━━━━━ Data for this exercise

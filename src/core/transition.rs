//! Handler results and the context handlers run with.

use super::name::Name;
use serde::{Deserialize, Serialize};

/// Result of invoking an event handler.
///
/// A handler either names the state the machine should move to, or yields
/// nothing. A target that does not name a known state is treated exactly like
/// `None` by the machine.
#[derive(Clone, Debug, PartialEq, Eq, Serialize, Deserialize)]
pub enum Transition {
    /// Move to the named state
    To(Name),

    /// No next state; the machine falls back to its default state, if any
    None,
}

impl Transition {
    /// Transition to `target`.
    pub fn to(target: impl Into<Name>) -> Self {
        Self::To(target.into())
    }

    /// The named target, if there is one.
    pub fn target(&self) -> Option<&Name> {
        match self {
            Self::To(target) => Some(target),
            Self::None => None,
        }
    }

    /// Consume the transition, returning its target.
    pub fn into_target(self) -> Option<Name> {
        match self {
            Self::To(target) => Some(target),
            Self::None => None,
        }
    }
}

impl From<Option<Name>> for Transition {
    fn from(target: Option<Name>) -> Self {
        target.map_or(Self::None, Self::To)
    }
}

impl From<Name> for Transition {
    fn from(target: Name) -> Self {
        Self::To(target)
    }
}

impl From<&str> for Transition {
    fn from(target: &str) -> Self {
        Self::To(Name::from(target))
    }
}

impl From<()> for Transition {
    fn from((): ()) -> Self {
        Self::None
    }
}

/// What a handler can see and touch while it runs.
///
/// Handlers never receive the machine itself, only the event being processed,
/// the state the handler is registered on, and the host data.
pub struct Context<'a, D> {
    event: &'a Name,
    state: &'a Name,
    data: &'a mut D,
}

impl<'a, D> Context<'a, D> {
    pub(crate) fn new(event: &'a Name, state: &'a Name, data: &'a mut D) -> Self {
        Self { event, state, data }
    }

    /// The event being processed. For a catch-all handler this is the
    /// originally requested event, not `"default"`.
    pub fn event(&self) -> &Name {
        self.event
    }

    /// The state the handler is registered on (the machine's current state).
    pub fn state(&self) -> &Name {
        self.state
    }

    /// Host data held by the machine.
    pub fn data(&self) -> &D {
        &*self.data
    }

    /// Mutable host data held by the machine.
    pub fn data_mut(&mut self) -> &mut D {
        &mut *self.data
    }
}

/// Boxed event handler.
///
/// Handlers run on the dispatching thread and may keep their own state, so
/// they are `FnMut` and carry no `Send` bound.
pub type Handler<D> = Box<dyn FnMut(&mut Context<'_, D>) -> Transition>;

━━━━━━━━━━

◆ **Required work**
When you reach the line that contains "fn from(target: Option<Name>)", stop; that line and every line before it, from the very first line of the data, should be restated word for word.

◆ **Response to this task**
filename src/core/transition.rs
//! Handler results and the context handlers run with.

use super::name::Name;
use serde::{Deserialize, Serialize};

/// Result of invoking an event handler.
///
/// A handler either names the state the machine should move to, or yields
/// nothing. A target that does not name a known state is treated exactly like
/// `None` by the machine.
#[derive(Clone, Debug, PartialEq, Eq, Serialize, Deserialize)]
pub enum Transition {
    /// Move to the named state
    To(Name),

    /// No next state; the machine falls back to its default state, if any
    None,
}

impl Transition {
    /// Transition to `target`.
    pub fn to(target: impl Into<Name>) -> Self {
        Self::To(target.into())
    }

    /// The named target, if there is one.
    pub fn target(&self) -> Option<&Name> {
        match self {
            Self::To(target) => Some(target),
            Self::None => None,
        }
    }

    /// Consume the transition, returning its target.
    pub fn into_target(self) -> Option<Name> {
        match self {
            Self::To(target) => Some(target),
            Self::None => None,
        }
    }
}

impl From<Option<Name>> for Transition {
    fn from(target: Option<Name>) -> Self {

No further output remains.